Child Abuse Inquiry Publishes Interim Report

The Independent Inquiry into Child Sexual Abuse recently published their first interim report, providing an overview of the Inquiry's work and highlighting emerging key themes.

The Inquiry has so far held five public hearings, a series of seminars and published two investigation reports.

The Inquiry Chair, Professor Alexis Jay, anticipates the Inquiry will have made substantial progress by 2020, with a further eight public hearings to be heard within the next 12 months.

The Interim Report lists 18 recommendations to be implemented by the Government, police and other institutions to better protect children from sexual abuse. Of these recommendations, two are of primary importance to insurers:

  1. Public Liability Register

    The Association of British Insurers has been asked to consider whether a register of public liability insurers could be introduced to assist claimants in child sexual abuse cases in locating the insurers. This is expected to operate in much the same way as the Employers Liability Tracing Office.

  2. Redress scheme

    The Government has been tasked with setting up a financial redress scheme for survivors of the Child Migrant Programme, where 130,000 British children were forcibly deported into domestic and labour servitude in Australia and other Commonwealth countries by the UK Government, and leading churches and charities from 1947 to the 1970s.

    This government-enforced trafficking was bigger in scale, geographical spread, and went undetected for longer than perhaps any other institutional abuse to date.

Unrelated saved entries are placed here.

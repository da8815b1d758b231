//! Scoring helpers: full probability vectors and top-K selection.

use std::cmp::Reverse;

use burn::prelude::*;
use ordered_float::OrderedFloat;

use crate::model::bridge::{feature_to_tensor, tensor_to_floats};
use crate::model::head::ClassifierHead;

/// One scored class.
#[derive(Debug, Clone, PartialEq)]
pub struct Prediction {
    pub class_name: String,
    pub probability: f32,
}

/// Score a single feature vector against every class, in label order.
///
/// Softmax-normalized head outputs are reported directly as probabilities.
pub fn score_all<B: Backend>(
    head: &ClassifierHead<B>,
    labels: &[String],
    features: &[f32],
    device: &B::Device,
) -> Vec<Prediction> {
    let input = feature_to_tensor::<B>(features, device);
    let probabilities = tensor_to_floats::<B>(head.probabilities(input));

    labels
        .iter()
        .zip(probabilities)
        .map(|(class_name, probability)| Prediction {
            class_name: class_name.clone(),
            probability,
        })
        .collect()
}

/// Keep the `k` highest-probability predictions, descending.
///
/// Ties keep their original class order (the sort is stable), and `k`
/// larger than the class count returns everything.
pub fn top_k(predictions: &[Prediction], k: usize) -> Vec<Prediction> {
    let mut sorted = predictions.to_vec();
    sorted.sort_by_key(|p| Reverse(OrderedFloat(p.probability)));
    sorted.truncate(k.min(predictions.len()));
    sorted
}

#[cfg(test)]
mod tests {
    use super::*;
    use crate::model::head::ClassifierHeadConfig;
    use burn::backend::ndarray::NdArray;

    type TestBackend = NdArray<f32>;

    fn prediction(name: &str, probability: f32) -> Prediction {
        Prediction {
            class_name: name.to_string(),
            probability,
        }
    }

    #[test]
    fn test_score_all_is_a_distribution() {
        let device = Default::default();
        let head = ClassifierHeadConfig::new(8, 3)
            .with_hidden_units(4)
            .init::<TestBackend>(&device);
        let labels = vec!["a".to_string(), "b".to_string(), "c".to_string()];

        let predictions = score_all(&head, &labels, &[0.5; 8], &device);

        assert_eq!(predictions.len(), 3);
        assert_eq!(predictions[0].class_name, "a");
        let sum: f32 = predictions.iter().map(|p| p.probability).sum();
        assert!((sum - 1.0).abs() < 1e-5, "probabilities should sum to 1, got {sum}");
    }

    #[test]
    fn test_top_k_sorted_descending() {
        let all = vec![
            prediction("a", 0.1),
            prediction("b", 0.6),
            prediction("c", 0.3),
        ];
        let top = top_k(&all, 2);
        assert_eq!(top.len(), 2);
        assert_eq!(top[0].class_name, "b");
        assert_eq!(top[1].class_name, "c");
    }

    #[test]
    fn test_top_k_caps_at_class_count() {
        let all = vec![prediction("a", 0.5), prediction("b", 0.5)];
        assert_eq!(top_k(&all, 10).len(), 2);
    }

    #[test]
    fn test_top_k_ties_keep_original_order() {
        let all = vec![
            prediction("a", 0.25),
            prediction("b", 0.25),
            prediction("c", 0.5),
        ];
        let top = top_k(&all, 3);
        assert_eq!(top[0].class_name, "c");
        // a and b tie: a came first in class order.
        assert_eq!(top[1].class_name, "a");
        assert_eq!(top[2].class_name, "b");
    }
}
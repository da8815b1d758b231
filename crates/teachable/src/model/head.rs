use burn::nn::{Initializer, Linear, LinearConfig};
use burn::prelude::*;

/// Configuration for the classifier head.
///
/// A two-layer dense network on top of frozen backbone features:
///
/// ```text
/// (batch, num_features)
///   → Linear(num_features → hidden_units, bias) → ReLU
///   → Linear(hidden_units → num_classes, no bias)
///   → logits: (batch, num_classes)
/// ```
///
/// Softmax is applied at prediction time, not inside `forward`, so the
/// training loss can work on logits directly.
#[derive(Config, Debug)]
pub struct ClassifierHeadConfig {
    /// Backbone output dimensionality.
    pub num_features: usize,
    /// Number of target classes.
    pub num_classes: usize,
    /// Hidden layer width.
    #[config(default = 100)]
    pub hidden_units: usize,
}

/// The only trainable component in the pipeline — the backbone is frozen.
///
/// Created fresh on every training run, never incrementally updated.
#[derive(Module, Debug)]
pub struct ClassifierHead<B: Backend> {
    hidden: Linear<B>,
    output: Linear<B>,
}

impl ClassifierHeadConfig {
    /// Initialize a ClassifierHead with variance-scaling weight init.
    pub fn init<B: Backend>(&self, device: &B::Device) -> ClassifierHead<B> {
        let initializer = Initializer::KaimingNormal {
            gain: 1.0,
            fan_out_only: false,
        };
        ClassifierHead {
            hidden: LinearConfig::new(self.num_features, self.hidden_units)
                .with_initializer(initializer.clone())
                .init(device),
            output: LinearConfig::new(self.hidden_units, self.num_classes)
                .with_bias(false)
                .with_initializer(initializer)
                .init(device),
        }
    }
}

impl<B: Backend> ClassifierHead<B> {
    /// Forward pass to class logits.
    ///
    /// Input shape: `(batch, num_features)`
    /// Output shape: `(batch, num_classes)`
    pub fn forward(&self, features: Tensor<B, 2>) -> Tensor<B, 2> {
        let x = self.hidden.forward(features);
        let x = burn::tensor::activation::relu(x);
        self.output.forward(x)
    }

    /// Forward pass to softmax probabilities, one distribution per row.
    pub fn probabilities(&self, features: Tensor<B, 2>) -> Tensor<B, 2> {
        burn::tensor::activation::softmax(self.forward(features), 1)
    }
}

#[cfg(test)]
mod tests {
    use super::*;
    use burn::backend::ndarray::NdArray;
    use burn::backend::Autodiff;
    use burn::optim::GradientsParams;
    use burn::tensor::Distribution;

    type TestBackend = NdArray<f32>;
    type TestAutodiffBackend = Autodiff<NdArray<f32>>;

    #[test]
    fn test_forward_shape() {
        let device = Default::default();
        let model = ClassifierHeadConfig::new(1280, 4).init::<TestBackend>(&device);
        let input = Tensor::<TestBackend, 2>::random(
            [8, 1280],
            Distribution::Normal(0.0, 1.0),
            &device,
        );
        assert_eq!(model.forward(input).dims(), [8, 4]);
    }

    #[test]
    fn test_probabilities_sum_to_one() {
        let device = Default::default();
        let model = ClassifierHeadConfig::new(16, 3)
            .with_hidden_units(8)
            .init::<TestBackend>(&device);
        let input = Tensor::<TestBackend, 2>::random(
            [4, 16],
            Distribution::Normal(0.0, 1.0),
            &device,
        );
        let probs = model.probabilities(input);
        let row_sums: Vec<f32> = probs.sum_dim(1).into_data().to_vec().unwrap();
        for sum in row_sums {
            assert!((sum - 1.0).abs() < 1e-5, "row sum {sum} should be 1");
        }
    }

    #[test]
    fn test_gradient_flows_through_both_layers() {
        let device = Default::default();
        let model = ClassifierHeadConfig::new(16, 3)
            .with_hidden_units(8)
            .init::<TestAutodiffBackend>(&device);
        let input = Tensor::<TestAutodiffBackend, 2>::random(
            [4, 16],
            Distribution::Normal(0.0, 1.0),
            &device,
        );
        let loss = model.forward(input).sum();
        let grads = GradientsParams::from_grads(loss.backward(), &model);

        let hidden_grad = grads
            .get::<NdArray<f32>, 2>(model.hidden.weight.id)
            .expect("hidden weight should have gradient");
        let hidden_sum: f32 = hidden_grad.abs().sum().into_scalar().elem();
        assert!(hidden_sum > 0.0, "hidden gradient is zero");

        let output_grad = grads
            .get::<NdArray<f32>, 2>(model.output.weight.id)
            .expect("output weight should have gradient");
        let output_sum: f32 = output_grad.abs().sum().into_scalar().elem();
        assert!(output_sum > 0.0, "output gradient is zero");
    }

    #[test]
    fn test_output_layer_has_no_bias() {
        let device = Default::default();
        let model = ClassifierHeadConfig::new(16, 3).init::<TestBackend>(&device);
        assert!(model.hidden.bias.is_some());
        assert!(model.output.bias.is_none());
    }
}
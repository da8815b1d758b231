//! Tensor bridge: conversions between extracted feature vectors / one-hot
//! labels and burn tensors.
//!
//! The feature extractor produces plain `Vec<f32>` buffers; the classifier
//! head needs `Tensor<B, 2>` inputs. This module is that boundary.

use burn::prelude::*;
use burn::tensor::TensorData;

use crate::dataset::Sample;

/// Stack a batch of extracted feature rows into a `(batch, dim)` tensor.
///
/// Row width is taken from the first row; every row must match it. The
/// store only ever holds vectors of the extractor's fixed width, so a
/// mismatch here means a bug upstream, not bad user input.
///
/// # Panics
/// Panics on an empty batch or ragged rows.
pub fn features_to_tensor<B: Backend>(
    features: &[Vec<f32>],
    device: &B::Device,
) -> Tensor<B, 2> {
    assert!(!features.is_empty(), "cannot build a tensor from zero rows");
    let dim = features[0].len();
    assert!(dim > 0, "feature rows cannot be zero-width");
    for (i, row) in features.iter().enumerate() {
        assert_eq!(
            row.len(),
            dim,
            "row {i} is {} wide but the batch is {dim} wide",
            row.len()
        );
    }

    let batch = features.len();
    let flat: Vec<f32> = features.iter().flat_map(|v| v.iter().copied()).collect();
    Tensor::from_data(TensorData::new(flat, [batch, dim]), device)
}

/// Lift one feature vector into a single-row `(1, dim)` tensor for
/// inference.
pub fn feature_to_tensor<B: Backend>(features: &[f32], device: &B::Device) -> Tensor<B, 2> {
    let dim = features.len();
    assert!(dim > 0, "feature rows cannot be zero-width");
    Tensor::from_data(TensorData::new(features.to_vec(), [1, dim]), device)
}

/// Convert a batch of samples to paired (features, one-hot labels) tensors.
///
/// # Panics
/// Panics if `samples` is empty (batching never produces empty chunks).
pub fn samples_to_tensors<B: Backend>(
    samples: &[Sample],
    device: &B::Device,
) -> (Tensor<B, 2>, Tensor<B, 2>) {
    assert!(!samples.is_empty(), "samples must not be empty");
    let features: Vec<Vec<f32>> = samples.iter().map(|s| s.features.clone()).collect();
    let labels: Vec<Vec<f32>> = samples.iter().map(|s| s.label.clone()).collect();
    (
        features_to_tensor::<B>(&features, device),
        features_to_tensor::<B>(&labels, device),
    )
}

/// Extract f32 values from a burn 2D tensor, flattened row-major.
pub fn tensor_to_floats<B: Backend>(tensor: Tensor<B, 2>) -> Vec<f32> {
    tensor.into_data().to_vec::<f32>().unwrap()
}

/// Extract argmax-style index values from a burn 2D integer tensor.
pub fn tensor_to_indices<B: Backend>(tensor: Tensor<B, 2, Int>) -> Vec<usize> {
    tensor
        .into_data()
        .convert::<i64>()
        .to_vec::<i64>()
        .unwrap()
        .into_iter()
        .map(|v| v as usize)
        .collect()
}
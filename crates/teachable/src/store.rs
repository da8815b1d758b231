//! Per-class buffers of extracted feature vectors.

use crate::error::TeachableError;

/// Buffered examples, one bucket of feature vectors per class index.
///
/// The store owns the vectors exclusively. Reassigning classes is
/// destructive: all previously collected examples are discarded. Buckets are
/// only ever created through [`set_classes`](ExampleStore::set_classes) —
/// adding to an index that was never configured is a caller error, reported
/// as [`TeachableError::ClassOutOfRange`].
#[derive(Debug, Clone, Default)]
pub struct ExampleStore {
    buckets: Vec<Vec<Vec<f32>>>,
    total: usize,
}

impl ExampleStore {
    pub fn new() -> Self {
        Self::default()
    }

    /// Reset to `num_classes` empty buckets, discarding everything collected
    /// so far.
    pub fn set_classes(&mut self, num_classes: usize) {
        self.buckets = vec![Vec::new(); num_classes];
        self.total = 0;
    }

    /// Append an extracted feature vector to the bucket for `class_index`.
    pub fn add(&mut self, class_index: usize, features: Vec<f32>) -> Result<(), TeachableError> {
        let num_classes = self.buckets.len();
        let bucket = self
            .buckets
            .get_mut(class_index)
            .ok_or(TeachableError::ClassOutOfRange {
                index: class_index,
                num_classes,
            })?;
        bucket.push(features);
        self.total += 1;
        Ok(())
    }

    pub fn num_classes(&self) -> usize {
        self.buckets.len()
    }

    /// Total examples across all classes.
    pub fn total(&self) -> usize {
        self.total
    }

    /// Per-class example counts, in class order.
    pub fn counts(&self) -> Vec<usize> {
        self.buckets.iter().map(Vec::len).collect()
    }

    pub fn bucket(&self, class_index: usize) -> Option<&[Vec<f32>]> {
        self.buckets.get(class_index).map(Vec::as_slice)
    }

    pub fn buckets(&self) -> &[Vec<Vec<f32>>] {
        &self.buckets
    }

    /// Index of the first class with no examples, if any.
    pub fn first_empty_class(&self) -> Option<usize> {
        self.buckets.iter().position(Vec::is_empty)
    }
}

#[cfg(test)]
mod tests {
    use super::*;

    #[test]
    fn test_set_classes_creates_empty_buckets() {
        let mut store = ExampleStore::new();
        store.set_classes(3);
        assert_eq!(store.num_classes(), 3);
        assert_eq!(store.counts(), vec![0, 0, 0]);
        assert_eq!(store.total(), 0);
    }

    #[test]
    fn test_add_increments_bucket_and_total() {
        let mut store = ExampleStore::new();
        store.set_classes(2);
        store.add(0, vec![1.0, 2.0]).unwrap();
        store.add(1, vec![3.0, 4.0]).unwrap();
        store.add(1, vec![5.0, 6.0]).unwrap();

        assert_eq!(store.counts(), vec![1, 2]);
        assert_eq!(store.total(), 3);
        assert_eq!(store.bucket(1).unwrap()[0], vec![3.0, 4.0]);
    }

    #[test]
    fn test_out_of_range_index_rejected() {
        let mut store = ExampleStore::new();
        store.set_classes(2);
        let err = store.add(2, vec![0.0]).unwrap_err();
        assert!(matches!(
            err,
            TeachableError::ClassOutOfRange { index: 2, num_classes: 2 }
        ));
    }

    #[test]
    fn test_add_before_set_classes_rejected() {
        let mut store = ExampleStore::new();
        let err = store.add(0, vec![0.0]).unwrap_err();
        assert!(matches!(
            err,
            TeachableError::ClassOutOfRange { index: 0, num_classes: 0 }
        ));
    }

    #[test]
    fn test_reset_discards_examples() {
        let mut store = ExampleStore::new();
        store.set_classes(2);
        store.add(0, vec![1.0]).unwrap();
        store.add(1, vec![2.0]).unwrap();

        store.set_classes(3);
        assert_eq!(store.counts(), vec![0, 0, 0]);
        assert_eq!(store.total(), 0);
    }

    #[test]
    fn test_first_empty_class() {
        let mut store = ExampleStore::new();
        store.set_classes(3);
        store.add(0, vec![1.0]).unwrap();
        store.add(2, vec![2.0]).unwrap();
        assert_eq!(store.first_empty_class(), Some(1));

        store.add(1, vec![3.0]).unwrap();
        assert_eq!(store.first_empty_class(), None);
    }
}
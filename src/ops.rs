/*
    Operations
*/

use num_bigint::BigInt;
use tracing::trace;

use crate::{round_magnitude, Number, RoundingContext, RoundingMode, RoundingResult};

/// Rounds `x` to an integral value of the same representation
/// using the rounding mode `rm`.
///
/// This never fails. Zeros and infinities are returned unchanged,
/// NaNs are propagated with their sign bit, and so are numbers that
/// are already integers. Otherwise the integer core decides the
/// result; a zero result keeps the sign of `x`, so rounding `-0.25`
/// toward zero gives `-0`.
pub fn round_number<N: Number>(x: &N, rm: RoundingMode) -> N {
    if x.is_zero() || x.is_infinity() {
        trace!(?rm, sign = x.sign(), "passing through zero or infinity");
        return x.clone();
    }

    if x.is_nan() {
        trace!(?rm, sign = x.sign(), "propagating NaN");
        return x.quiet();
    }

    match x.magnitude() {
        Some(m) if m.is_exact() => x.clone(),
        Some(m) => {
            let (s, i) = round_magnitude(m, rm);
            N::from_magnitude(s, &i)
        }
        // finite but too wide to expand, so already an integer
        None => x.clone(),
    }
}

/// Returns true if `x` is finite and has no fractional part.
pub fn is_integral<N: Number>(x: &N) -> bool {
    x.is_integral()
}

/// Rounding operations driven by a [`RoundingContext`].
///
/// Implemented once for every `Number`.
pub trait Round: Number {
    /// Rounds to an integral value of the same representation
    /// using the rounding mode of `ctx`.
    fn round_integral(&self, ctx: &RoundingContext) -> Self {
        round_number(self, ctx.mode())
    }

    /// Rounds to an integer using the rounding mode of `ctx`.
    fn round_to_integer(&self, ctx: &RoundingContext) -> RoundingResult<BigInt> {
        crate::round_to_integer(self, ctx.mode())
    }
}

impl<N: Number> Round for N {}

#[cfg(test)]
mod tests {
    use std::cell::Cell;
    use std::rc::Rc;

    use num_bigint::BigUint;

    use super::*;
    use crate::Magnitude;

    // An `f64` that counts how often it is decomposed
    #[derive(Clone, Debug)]
    struct Counted(f64, Rc<Cell<usize>>);

    impl Number for Counted {
        fn is_zero(&self) -> bool {
            self.0.is_zero()
        }

        fn is_infinity(&self) -> bool {
            self.0.is_infinity()
        }

        fn is_nan(&self) -> bool {
            Number::is_nan(&self.0)
        }

        fn sign(&self) -> bool {
            Number::sign(&self.0)
        }

        fn magnitude(&self) -> Option<Magnitude> {
            self.1.set(self.1.get() + 1);
            self.0.magnitude()
        }

        fn from_magnitude(sign: bool, integer: &BigUint) -> Self {
            Counted(f64::from_magnitude(sign, integer), Rc::default())
        }
    }

    fn decompositions(x: f64) -> (f64, usize) {
        let count = Rc::new(Cell::new(0));
        let r = round_number(&Counted(x, count.clone()), RoundingMode::HalfEven);
        (r.0, count.get())
    }

    #[test]
    fn decomposes_once() {
        assert_eq!(decompositions(2.5), (2.0, 1));
        assert_eq!(decompositions(-7.0), (-7.0, 1));
        assert_eq!(decompositions(0.0), (0.0, 0));
        assert_eq!(decompositions(f64::INFINITY), (f64::INFINITY, 0));
    }
}
/*
    Rounding
*/

use super::*;
use crate::{round_number, RoundingMode, Sign};

/// Rounds the decimal `x` to an integral value using the rounding mode `rm`.
///
/// This never fails. Signed zeros, infinities and numbers that are
/// already integers are returned unchanged, a quiet NaN is propagated
/// as is and a signaling NaN becomes the quiet NaN with the same sign
/// and payload. Any other result has exponent 0 and, when zero, the
/// sign of `x`.
pub fn round_decimal(x: &Decimal, rm: RoundingMode) -> Decimal {
    if has_no_fraction_digits(x) {
        return x.clone();
    }

    match rm {
        RoundingMode::HalfUp => round_half_updown(x, Sign::Pos),
        RoundingMode::HalfDown => round_half_updown(x, Sign::Neg),
        _ => round_number(x, rm),
    }
}

/// Rounds the decimal `x` to the nearest integral value, breaking ties
/// toward `+infinity` when `direction` is `Sign::Pos` (half-up) and
/// toward `-infinity` when it is `Sign::Neg` (half-down).
///
/// Zeros, infinities and NaNs are handled as in [`round_decimal`].
pub fn round_half_updown(x: &Decimal, direction: Sign) -> Decimal {
    if has_no_fraction_digits(x) {
        return x.clone();
    }

    // a tie goes away from zero exactly when
    // `x` already points in `direction`
    let rm = match Sign::of(x) * direction {
        Sign::Pos => RoundingMode::HalfFromZero,
        Sign::Neg => RoundingMode::HalfToZero,
    };
    round_number(x, rm)
}

// A finite decimal with a non-negative exponent is an integer
// and needs no expansion of its coefficient.
fn has_no_fraction_digits(x: &Decimal) -> bool {
    x.exponent().is_some_and(|exp| exp >= 0)
}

    The IICSA's recent report noted that the post war child migration was a "fundamentally flawed policy" and the Government "failed to ensure that there were in place sufficient measures to protect children from sexual abuse (as well as other forms of abuse and neglect)."

    The IICSA panel called on the Government to establish a redress scheme without delay, with payments to be made within the next 12 months to provide an equal award to every applicant, as it concluded all were exposed to the risk of sexual abuse. In Australia, victims from the school in Molong won a settlement from the state and federal governments of more than $20m in 2015, but this is the first step in the UK's compensatory response to the abuse.

    As this example highlights, whilst it is not part of the Inquiry's function to determine civil or criminal liability of named individuals or organisations, the Inquiry may still reach findings of fact relevant to its terms...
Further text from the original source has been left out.